The advent of the mobile age has brought an influx of architecture apps for drawing, project management and design. Firms, particularly older ones, will have to come to grips with these to be able to withstand competition.
Procurement processes for professional services
Major changes such as land shortage, regulatory restrictions and increased competition can limit an architect’s influence. And at times local architects may find themselves losing their clients to other third-party firms. The limits placed by time and budgetary concerns lead to procurement processes that can be risky since no time or not enough time is spent on carefully researching and evaluating options before arriving at a final solution.
Steps need to be taken to ensure that local architectural firms understand the changing needs of clients, and are able to convey their value to their clients effectively and strive to gain an advantage over other procured firms.
Consolidation of architectural firms
Most major design firms have been formed as a result of a consolidation of multiple services and markets. This has enabled those firms to capture and control new markets and domains because the acquisition has met their need for diverse skillsets and expertise. This in turn has led to the formation of in-house teams for those skillsets. Development firms may also develop their own in-house architectural design teams.
Therefore, standalone architectural companies in these markets run the risk of losing out to these larger firms. Local architectural firms need to be more agile and strategic by honing and increasing the quality and effectiveness of their own services and expertise. This also could lead to acquisitions by bigger firms in the future.
Contractors as teammates early in process
Architects assume the lead design role in any project with the responsibility of ensuring that their client’s program of work is fulfilled and that the quality of the design is maintained throughout the project. Architects generate the initial design of the building with virtual building modeling and then progressively integrate sub-contractor designs and ideas.
Today it is becoming more common to have contractors and subcontractors involved in the process far earlier than in the past, especially with procurement package methods that include Integrated Project Delivery and Design/Build models. Therefore, there is a growing need for architects to strongly and effectively establish their role and influence in the project from the outset.
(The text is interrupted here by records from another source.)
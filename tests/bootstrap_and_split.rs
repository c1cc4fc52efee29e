mod common;

use libc::sbrk;
use osalloc::allocate;

#[test]
fn first_small_allocation_preallocates_exactly_mmap_threshold() {
  let _guard = common::lock();

  let before = unsafe { sbrk(0) } as isize;
  let ptr = unsafe { allocate(64) };
  assert!(!ptr.is_null());
  let after = unsafe { sbrk(0) } as isize;

  assert_eq!(after - before, 128 * 1024);

  unsafe {
    ptr.write_bytes(0xAB, 64);
    assert_eq!(*ptr, 0xAB);
  }
}
mod common;

use osalloc::{allocate, free, resize};

#[test]
fn large_allocation_uses_a_mapping_and_is_released_on_free() {
  let _guard = common::lock();

  let ptr = unsafe { allocate(200_000) };
  assert!(!ptr.is_null());

  unsafe {
    ptr.write_bytes(0x5A, 4096);
    assert_eq!(*ptr, 0x5A);
  }

  unsafe { free(ptr) };

  // The block record is gone; the allocator must treat this pointer as
  // unrecognized rather than touch the now-unmapped memory.
  let resized = unsafe { resize(ptr, 16) };
  assert!(resized.is_null());
}
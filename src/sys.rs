//! Thin wrappers around the two raw virtual-memory primitives this
//! allocator is built on: program-break adjustment (`sbrk`) and
//! anonymous private mapping (`mmap`/`munmap`).
//!
//! Nothing above this module touches `libc` directly — the block
//! registry and allocation engine only see [`AllocError`].

use std::io;
use std::ptr;

use libc::{c_void, intptr_t};

use crate::error::AllocError;

/// Extends the program break by `increment` bytes and returns the
/// address at which the new region begins (the break's old value).
///
/// This allocator never shrinks the break: `increment` is always a
/// positive grow request (see the non-goal on returning heap pages to
/// the OS).
pub fn sbrk(increment: usize) -> Result<*mut u8, AllocError> {
  let res = unsafe { libc::sbrk(increment as intptr_t) };
  if res == usize::MAX as *mut c_void {
    log::debug!("sbrk({increment}) failed: {}", io::Error::last_os_error());
    Err(AllocError::SbrkFailed(io::Error::last_os_error()))
  } else {
    log::trace!("sbrk({increment}) -> {res:p}");
    Ok(res as *mut u8)
  }
}

/// Requests a fresh anonymous, private, read-write mapping of exactly
/// `len` bytes. The kernel guarantees the returned pages are
/// zero-filled.
pub fn mmap(len: usize) -> Result<*mut u8, AllocError> {
  let res = unsafe {
    libc::mmap(
      ptr::null_mut(),
      len,
      libc::PROT_READ | libc::PROT_WRITE,
      libc::MAP_PRIVATE | libc::MAP_ANONYMOUS,
      -1,
      0,
    )
  };
  if res == libc::MAP_FAILED {
    log::debug!("mmap({len}) failed: {}", io::Error::last_os_error());
    Err(AllocError::MmapFailed(io::Error::last_os_error()))
  } else {
    log::trace!("mmap({len}) -> {res:p}");
    Ok(res as *mut u8)
  }
}

/// Releases a mapping previously returned by [`mmap`].
///
/// # Safety
/// `base` must be the exact base address of a live mapping of exactly
/// `len` bytes previously returned by [`mmap`].
pub unsafe fn munmap(base: *mut u8, len: usize) -> Result<(), AllocError> {
  let rc = unsafe { libc::munmap(base as *mut c_void, len) };
  if rc != 0 {
    log::debug!("munmap({base:p}, {len}) failed: {}", io::Error::last_os_error());
    Err(AllocError::MunmapFailed(io::Error::last_os_error()))
  } else {
    log::trace!("munmap({base:p}, {len})");
    Ok(())
  }
}

/// The OS page size, used as the size threshold for `zeroed_allocate`.
pub fn page_size() -> usize {
  unsafe { libc::sysconf(libc::_SC_PAGESIZE) as usize }
}
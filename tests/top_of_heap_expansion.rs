mod common;

use libc::sbrk;
use osalloc::align::align8;
use osalloc::allocate;
use osalloc::block::{HEADER_OFFSET, MMAP_THRESHOLD};

#[test]
fn expanding_the_tail_grows_the_break_by_exactly_the_deficit() {
  let _guard = common::lock();

  unsafe {
    // A large first allocation leaves a small FREE residual at the tail
    // of the preallocated heap.
    let first_payload = 120 * 1024;
    let a = allocate(first_payload);
    assert!(!a.is_null());

    let total_a = HEADER_OFFSET + align8(first_payload);
    let residual = MMAP_THRESHOLD - total_a;

    // A second request whose total size overflows that residual, but
    // still stays under the mapping threshold.
    let second_payload = 9000;
    let total_b = HEADER_OFFSET + align8(second_payload);
    assert!(total_b > residual, "test setup must overflow the tail's free capacity");
    assert!(total_b < MMAP_THRESHOLD);

    let before = sbrk(0) as isize;
    let b = allocate(second_payload);
    assert!(!b.is_null());
    let after = sbrk(0) as isize;

    assert_eq!((after - before) as usize, total_b - residual);
  }
}
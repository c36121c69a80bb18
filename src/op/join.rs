use crate::config::JoinInfo;
use itertools::Itertools;
use std::fmt::Display;
use std::rc::Rc;

/// 以分隔符合并全部元素并加上前后缀，分隔符只出现在元素之间。
pub(crate) fn join_with<I>(items: I, info: &JoinInfo) -> String
where
    I: Iterator,
    I::Item: Display,
{
    format!("{}{}{}", info.prefix, items.format(&info.delimiter), info.postfix)
}

/// 每`group_size`个元素合并为一个字符串，最后一组可以不满。
pub(crate) struct ChunkJoin<I: Iterator> {
    source: I,
    group_size: usize,
    join_info: Rc<JoinInfo>,
}

impl<I: Iterator> ChunkJoin<I> {
    pub(crate) fn new(source: I, group_size: usize, join_info: Rc<JoinInfo>) -> ChunkJoin<I> {
        debug_assert!(group_size > 0, "chunk size of join must be greater than zero");
        ChunkJoin { source, group_size, join_info }
    }
}

impl<I> Iterator for ChunkJoin<I>
where
    I: Iterator,
    I::Item: Display,
{
    type Item = String;

    fn next(&mut self) -> Option<Self::Item> {
        let mut chunk = (&mut self.source).take(self.group_size).peekable();
        chunk.peek()?;
        Some(join_with(chunk, &self.join_info))
    }
}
Additionally, the earlier involvement of contractors in a design project through procurement processes requires that the client’s program of work is articulate and that the client is actively involved throughout the building process. Therefore, architects need to work diligently with their clients to produce a program of work that is flexible and robust, before beginning any work.
Challenges turned into opportunities
The challenges present in today’s world of architecture are not insurmountable. Solutions and policies need to be put in place to ensure the smooth transition from the old to the new without alienating any parties, and to ensure that architects have a well thought out and developed strategy and plan to promote and expand their own services. Changes that will benefit the architects, clients and contractors need to be developed and implemented to respond to existing risky procurement processes.
Architects will deal with these challenges as well as others that will arise. The one constant challenge for architects throughout the ages is to keep up with trends in such a way that they can offer something new before it has passed them by.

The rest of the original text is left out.